According to Dr. Fleming, who is also a member of the Advisory Committee on Immunization Practices (ACIP), health-care providers tend to be more jazzed about newer immunizations if they prevent childhood ailments the doctor has treated. "I think we're seeing the same phenomenon with parents," he adds.
Don't Forget Your Middle-Schooler
There is slight variation by state, but generally, 11- to 12-year-olds need vaccines against hepatitis B, measles, mumps, rubella and varicella, if previously recommended doses were missed or given earlier than the recommended minimum age.
In May 1999, the ACIP recommended that all states require varicella vaccination, or evidence of immunity, for children entering child care and elementary school.

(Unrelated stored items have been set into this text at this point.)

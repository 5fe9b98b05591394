//! Common error handling utilities and conventions

/// Standard result type for core operations
pub type CoreResult<T> = std::result::Result<T, CoreError>;

/// Core error types that can be shared across crates
#[derive(Debug, Clone, PartialEq, Eq, thiserror::Error)]
pub enum CoreError {
    #[error("Invalid configuration: {message}")]
    InvalidConfig { message: String },

    #[error("Failed to load configuration: {message}")]
    ConfigLoad { message: String },
}

impl CoreError {
    /// Create an invalid config error
    pub fn invalid_config(message: impl Into<String>) -> Self {
        Self::InvalidConfig {
            message: message.into(),
        }
    }

    /// Create a config loading error
    pub fn config_load(message: impl Into<String>) -> Self {
        Self::ConfigLoad {
            message: message.into(),
        }
    }
}

#[cfg(not(target_arch = "wasm32"))]
impl From<config::ConfigError> for CoreError {
    fn from(err: config::ConfigError) -> Self {
        Self::config_load(err.to_string())
    }
}
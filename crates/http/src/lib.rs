//! Sanctum HTTP client
//!
//! Talks to the two endpoints a Sanctum login needs: the anti-forgery
//! cookie endpoint and the credential endpoint. [`SanctumClient`] implements
//! [`sanctum_core::AuthTransport`], so it can be handed straight to
//! [`sanctum_core::AuthSessionProvider`] or the Yew provider.

pub mod client;

pub use client::error::ClientError;
pub use client::{SanctumClient, SanctumClientBuilder};
//! Yew bindings for the Sanctum session provider
//!
//! Wrap the application in [`AuthProvider`], read the session with
//! [`use_auth`] and gate views with [`private_route`].

pub mod auth;
pub mod logging;

pub use auth::{
    AuthContext, AuthProvider, AuthProviderProps, AuthStore, private_route, use_auth,
    use_auth_state, use_is_authenticated,
};
pub use logging::init_logging;
pub use sanctum_core::{AuthConfig, AuthState, Credentials, UserProfile};
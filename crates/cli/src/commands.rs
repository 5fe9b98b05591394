//! CLI commands

use anyhow::{Result, bail};
use clap::Subcommand;
use sanctum_core::{AuthConfig, AuthSessionProvider, AuthState, Credentials, LoginOutcome};
use sanctum_http::SanctumClient;
use serde_json::{Value, json};
use tracing::info;

#[derive(Subcommand)]
pub enum Commands {
    /// Fetch the CSRF cookie, submit credentials and print the session
    Login {
        /// Account email
        #[arg(short = 'e', long)]
        email: String,

        /// Account password
        #[arg(short = 'p', long, env = "SANCTUM_PASSWORD", hide_env_values = true)]
        password: String,

        /// Print the access token instead of redacting it
        #[arg(long)]
        show_token: bool,
    },

    /// Sign in as the built-in development user without a backend
    FakeLogin,

    /// Print the effective configuration
    Config,
}

impl Commands {
    pub async fn execute(self, config: AuthConfig) -> Result<()> {
        match self {
            Self::Login {
                email,
                password,
                show_token,
            } => login(config, Credentials::new(email, password), show_token).await,
            Self::FakeLogin => fake_login(config),
            Self::Config => {
                print!("{}", toml::to_string_pretty(&config)?);
                Ok(())
            }
        }
    }
}

async fn login(config: AuthConfig, credentials: Credentials, show_token: bool) -> Result<()> {
    let cookie_url = config.csrf_cookie_url();
    let client = SanctumClient::from_config(&config)?;
    let provider = AuthSessionProvider::new(client, config);

    let outcome = provider.login(credentials, None).await;
    print_state(&provider.snapshot(), show_token)?;

    match outcome {
        LoginOutcome::Authenticated => {
            info!("Logged in");
            Ok(())
        }
        LoginOutcome::CsrfCookieFailed => bail!("could not fetch the CSRF cookie from {cookie_url}"),
        LoginOutcome::CredentialsRejected => bail!("wrong credentials"),
    }
}

fn fake_login(config: AuthConfig) -> Result<()> {
    let provider = AuthSessionProvider::new((), config);
    provider.fake_login(None);
    print_state(&provider.snapshot(), true)
}

fn print_state(state: &AuthState, show_token: bool) -> Result<()> {
    println!("{}", serde_json::to_string_pretty(&render_state(state, show_token)?)?);
    Ok(())
}

fn render_state(state: &AuthState, show_token: bool) -> Result<Value> {
    let mut rendered = serde_json::to_value(state)?;
    if !show_token {
        if let Some(token) = rendered.pointer_mut("/session/access_token") {
            if !token.is_null() {
                *token = json!("<redacted>");
            }
        }
    }
    Ok(json!({ "phase": state.phase(), "state": rendered }))
}
//! Login endpoints

use super::{SanctumClient, error::ClientError};
use async_trait::async_trait;
use reqwest::Method;
use sanctum_core::{AuthTransport, Credentials, LoginPayload, LoginResponse, TransportError};
use tracing::debug;

impl SanctumClient {
    /// Ask the backend to set its anti-forgery cookie
    pub async fn csrf_cookie(&self) -> Result<(), ClientError> {
        debug!(path = %self.csrf_cookie_path, "requesting csrf cookie");
        let request = self.request(Method::GET, &self.csrf_cookie_path);
        self.execute_empty(request).await
    }

    /// Submit credentials and unwrap the `data` envelope of the answer
    pub async fn external_login(
        &self,
        credentials: &Credentials,
    ) -> Result<LoginPayload, ClientError> {
        debug!(path = %self.login_path, email = %credentials.email, "submitting credentials");
        let request = self
            .request(Method::POST, &self.login_path)
            .json(credentials);
        let response: LoginResponse = self.execute(request).await?;
        Ok(response.data)
    }
}

#[cfg_attr(target_arch = "wasm32", async_trait(?Send))]
#[cfg_attr(not(target_arch = "wasm32"), async_trait)]
impl AuthTransport for SanctumClient {
    async fn fetch_csrf_cookie(&self) -> Result<(), TransportError> {
        Ok(self.csrf_cookie().await?)
    }

    async fn submit_credentials(
        &self,
        credentials: &Credentials,
    ) -> Result<LoginPayload, TransportError> {
        Ok(self.external_login(credentials).await?)
    }
}
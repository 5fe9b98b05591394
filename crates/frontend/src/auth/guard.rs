//! Route guard for authenticated views

use super::AuthContext;
use sanctum_core::RouteDecision;
use tracing::{debug, warn};
use yew::prelude::*;
use yew_router::prelude::*;

/// Render `element` for authenticated users, otherwise redirect
///
/// The redirect target is the provider's configured redirect path resolved
/// against `R`; when no route matches it, `R`'s not-found route is used.
pub fn private_route<R>(auth: &AuthContext, element: Html) -> Html
where
    R: Routable + 'static,
{
    match auth.route_guard(element) {
        RouteDecision::Render(element) => element,
        RouteDecision::Redirect(path) => match redirect_route::<R>(&path) {
            Some(to) => {
                debug!(%path, "redirecting unauthenticated visitor");
                html! { <Redirect<R> to={to} /> }
            }
            None => {
                warn!(%path, "redirect path matches no route");
                Html::default()
            }
        },
    }
}

fn redirect_route<R: Routable>(path: &str) -> Option<R> {
    R::recognize(path).or_else(R::not_found_route)
}

#[cfg(test)]
mod tests {
    use super::*;

    #[derive(Clone, Debug, PartialEq, Routable)]
    enum Route {
        #[at("/")]
        Home,
        #[at("/dashboard")]
        Dashboard,
        #[not_found]
        #[at("/404")]
        NotFound,
    }

    #[derive(Clone, Debug, PartialEq, Routable)]
    enum Strict {
        #[at("/only")]
        Only,
    }

    #[test]
    fn redirect_resolves_configured_path() {
        assert_eq!(redirect_route::<Route>("/"), Some(Route::Home));
        assert_eq!(redirect_route::<Route>("/dashboard"), Some(Route::Dashboard));
    }

    #[test]
    fn unknown_redirect_falls_back_to_not_found() {
        assert_eq!(redirect_route::<Route>("/nowhere"), Some(Route::NotFound));
        assert_eq!(redirect_route::<Strict>("/"), None);
    }
}
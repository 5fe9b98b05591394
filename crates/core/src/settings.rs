//! Authentication endpoint configuration

use crate::error::{CoreError, CoreResult};
use serde::{Deserialize, Serialize};
use std::collections::BTreeMap;
use std::time::Duration;

/// Header sent on every request so tunnelled dev backends skip their
/// browser interstitial page.
pub const TUNNEL_WARNING_HEADER: &str = "ngrok-skip-browser-warning";

/// Where and how the session provider talks to the backend
#[derive(Debug, Clone, PartialEq, Eq, Serialize, Deserialize)]
#[serde(default)]
pub struct AuthConfig {
    /// Backend origin, without trailing slash
    pub base_url: String,
    /// Path that sets the anti-forgery cookie
    pub csrf_cookie_path: String,
    /// Path that accepts `{email, password}`
    pub login_path: String,
    /// Client-side route unauthenticated users are sent to
    pub redirect_path: String,
    /// Per-request timeout in seconds (ignored on wasm32)
    pub timeout_secs: Option<u64>,
    /// Fixed headers added to every request
    pub headers: BTreeMap<String, String>,
}

impl AuthConfig {
    pub const DEFAULT_BASE_URL: &'static str = "http://localhost:8000";
    pub const DEFAULT_CSRF_COOKIE_PATH: &'static str = "/sanctum/csrf-cookie";
    pub const DEFAULT_LOGIN_PATH: &'static str = "/externalLogin";
    pub const DEFAULT_REDIRECT_PATH: &'static str = "/";

    /// Environment variable prefix, e.g. `SANCTUM__BASE_URL`
    pub const ENV_PREFIX: &'static str = "SANCTUM";

    /// Configuration pointing at `base_url` with every other value defaulted
    pub fn with_base_url(base_url: impl Into<String>) -> Self {
        Self {
            base_url: base_url.into(),
            ..Self::default()
        }
    }

    /// Request timeout, if one is configured
    pub fn timeout(&self) -> Option<Duration> {
        self.timeout_secs.map(Duration::from_secs)
    }

    /// Full URL of the anti-forgery cookie endpoint
    pub fn csrf_cookie_url(&self) -> String {
        format!("{}{}", self.base_url.trim_end_matches('/'), self.csrf_cookie_path)
    }

    /// Full URL of the credential endpoint
    pub fn login_url(&self) -> String {
        format!("{}{}", self.base_url.trim_end_matches('/'), self.login_path)
    }

    /// Check that the URLs and paths are usable
    ///
    /// # Errors
    ///
    /// Returns [`CoreError::InvalidConfig`] for a missing or non-http(s) base
    /// URL, or for paths that are not absolute.
    pub fn validate(&self) -> CoreResult<()> {
        if self.base_url.trim().is_empty() {
            return Err(CoreError::invalid_config("base_url is required"));
        }

        let parsed = url::Url::parse(&self.base_url)
            .map_err(|e| CoreError::invalid_config(format!("base_url '{}': {e}", self.base_url)))?;
        if !matches!(parsed.scheme(), "http" | "https") {
            return Err(CoreError::invalid_config(format!(
                "base_url must use http or https, got '{}'",
                parsed.scheme()
            )));
        }

        for (name, path) in [
            ("csrf_cookie_path", &self.csrf_cookie_path),
            ("login_path", &self.login_path),
            ("redirect_path", &self.redirect_path),
        ] {
            if !path.starts_with('/') {
                return Err(CoreError::invalid_config(format!(
                    "{name} must start with '/', got '{path}'"
                )));
            }
        }

        Ok(())
    }

    /// Load configuration from defaults, an optional file and the environment
    ///
    /// Later sources win: defaults, then `path` (format picked from the file
    /// extension), then `SANCTUM__*` variables.
    ///
    /// # Errors
    ///
    /// Returns an error if a source cannot be read or parsed, or if the
    /// merged result fails [`AuthConfig::validate`].
    #[cfg(not(target_arch = "wasm32"))]
    pub fn load(path: Option<&std::path::Path>) -> CoreResult<Self> {
        let defaults = config::Config::try_from(&Self::default())?;

        let mut builder = config::Config::builder().add_source(defaults);
        if let Some(path) = path {
            builder = builder.add_source(config::File::from(path));
        }

        let settings = builder
            .add_source(
                config::Environment::with_prefix(Self::ENV_PREFIX)
                    .separator("__")
                    .try_parsing(true),
            )
            .build()?;

        let loaded: Self = settings.try_deserialize()?;
        loaded.validate()?;
        Ok(loaded)
    }
}

impl Default for AuthConfig {
    fn default() -> Self {
        let mut headers = BTreeMap::new();
        headers.insert(TUNNEL_WARNING_HEADER.to_string(), "value".to_string());

        Self {
            base_url: Self::DEFAULT_BASE_URL.to_string(),
            csrf_cookie_path: Self::DEFAULT_CSRF_COOKIE_PATH.to_string(),
            login_path: Self::DEFAULT_LOGIN_PATH.to_string(),
            redirect_path: Self::DEFAULT_REDIRECT_PATH.to_string(),
            timeout_secs: None,
            headers,
        }
    }
}
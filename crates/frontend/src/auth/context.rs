//! Application-wide authentication context and provider

use sanctum_core::{
    AuthAction, AuthConfig, AuthState, Credentials, LoginPayload, RouteDecision, UserProfile,
    dev_login_payload, login_flow,
};
use sanctum_http::SanctumClient;
use std::rc::Rc;
use tracing::{debug, error, info};
use yew::platform::spawn_local;
use yew::prelude::*;

/// Reducer state held by [`AuthProvider`]
#[derive(Clone, Debug, Default, PartialEq)]
pub struct AuthStore {
    pub state: AuthState,
}

impl Reducible for AuthStore {
    type Action = AuthAction;

    fn reduce(self: Rc<Self>, action: Self::Action) -> Rc<Self> {
        let mut next = Rc::unwrap_or_clone(self);
        next.state.apply(action);
        Rc::new(next)
    }
}

/// Handle that descendants of [`AuthProvider`] receive
///
/// Reading goes through [`AuthContext::state`]; every mutation is one of
/// the operations below.
#[derive(Clone)]
pub struct AuthContext {
    store: UseReducerHandle<AuthStore>,
    client: Rc<Result<SanctumClient, String>>,
    redirect_to: Rc<str>,
}

impl PartialEq for AuthContext {
    fn eq(&self, other: &Self) -> bool {
        self.store == other.store
            && Rc::ptr_eq(&self.client, &other.client)
            && self.redirect_to == other.redirect_to
    }
}

impl AuthContext {
    pub fn state(&self) -> &AuthState {
        &self.store.state
    }

    pub fn is_authenticated(&self) -> bool {
        self.store.state.is_authenticated()
    }

    pub fn is_loading(&self) -> bool {
        self.store.state.flags.is_loading
    }

    pub fn wrong_credentials(&self) -> bool {
        self.store.state.flags.wrong_credentials
    }

    pub fn user(&self) -> &UserProfile {
        &self.store.state.user
    }

    pub fn access_token(&self) -> Option<&str> {
        self.store.state.access_token()
    }

    /// Client-side path unauthenticated visitors are sent to
    pub fn redirect_to(&self) -> &str {
        &self.redirect_to
    }

    /// Start a login in the background
    ///
    /// Progress shows up in the state flags; `on_success` fires once the
    /// session is authenticated.
    pub fn login(&self, credentials: Credentials, on_success: Option<Callback<()>>) {
        let client = Rc::clone(&self.client);
        let dispatcher = self.store.dispatcher();

        spawn_local(async move {
            match &*client {
                Ok(client) => {
                    login_flow(
                        client,
                        &credentials,
                        |action| dispatcher.dispatch(action),
                        on_success.map(|callback| move || callback.emit(())),
                    )
                    .await;
                }
                Err(e) => {
                    error!(error = %e, "auth client unavailable");
                    dispatcher.dispatch(AuthAction::LoginStarted);
                    dispatcher.dispatch(AuthAction::CsrfCookieFailed);
                }
            }
        });
    }

    /// Drop the session token; the profile stays until the next login
    pub fn logout(&self) {
        info!("logout");
        self.store.dispatch(AuthAction::Logout);
    }

    /// Sign in as the fixed development user without a backend
    pub fn fake_login(&self, on_success: Option<Callback<()>>) {
        let LoginPayload { token, user } = dev_login_payload();
        info!("fake login");
        self.store.dispatch(AuthAction::LoginSucceeded { token, user });
        if let Some(callback) = on_success {
            callback.emit(());
        }
    }

    /// Let `element` through when authenticated, otherwise ask for a
    /// redirect to [`AuthContext::redirect_to`]
    pub fn route_guard(&self, element: Html) -> RouteDecision<Html> {
        self.store.state.route_guard(element, &self.redirect_to)
    }
}

/// Auth provider props
#[derive(Properties, PartialEq)]
pub struct AuthProviderProps {
    /// Backend location and redirect target
    #[prop_or_default]
    pub config: AuthConfig,
    pub children: Children,
}

/// Auth provider component
///
/// State lives as long as this component stays mounted and is not
/// persisted; a page reload starts anonymous again.
#[function_component(AuthProvider)]
pub fn auth_provider(props: &AuthProviderProps) -> Html {
    let store = use_reducer(AuthStore::default);
    let client = use_memo(props.config.clone(), |config| {
        SanctumClient::from_config(config).map_err(|e| e.to_string())
    });

    {
        let base_url = props.config.base_url.clone();
        use_effect_with((), move |_| {
            debug!(%base_url, "auth provider mounted");
            || debug!("auth provider unmounted")
        });
    }

    let context = AuthContext {
        store,
        client,
        redirect_to: Rc::from(props.config.redirect_path.as_str()),
    };

    html! {
        <ContextProvider<AuthContext> context={context}>
            {props.children.clone()}
        </ContextProvider<AuthContext>>
    }
}

/// Hook to use auth context
#[hook]
pub fn use_auth() -> AuthContext {
    use_context::<AuthContext>()
        .expect("AuthContext not found. Make sure to wrap your component with AuthProvider")
}

/// Hook to get current auth state
#[hook]
pub fn use_auth_state() -> AuthState {
    let auth = use_auth();
    auth.state().clone()
}

/// Hook to check if authenticated
#[hook]
pub fn use_is_authenticated() -> bool {
    let auth = use_auth();
    auth.is_authenticated()
}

And there is talk of adding chickenpox to the existing measles, mumps and rubella vaccine to pack a quadruple wallop into a single needle stick. But that product won't be developed right away, Dr. Fleming says, and will mainly aid younger children who now face 13 separate injections by age 6.
A Td shot -- tetanus and diphtheria toxoids -- is recommended at 11 to 12 years of age if more than five years have elapsed since the last dose of DTP, DTaP or DT. Routine Td boosters are recommended every decade.
Dr. Fleming, himself the father of children in the immunization age range, says it helps to talk to children about the need for the shots. Children recall being sick, or having a friend who was sick, and can understand the shot as a "trade-off" to prevent future sickness.
"I'm not above bribery and combining a visit to the ice-cream store," admits Dr. Fleming, "so the child has a short-term reason to want to get their shot."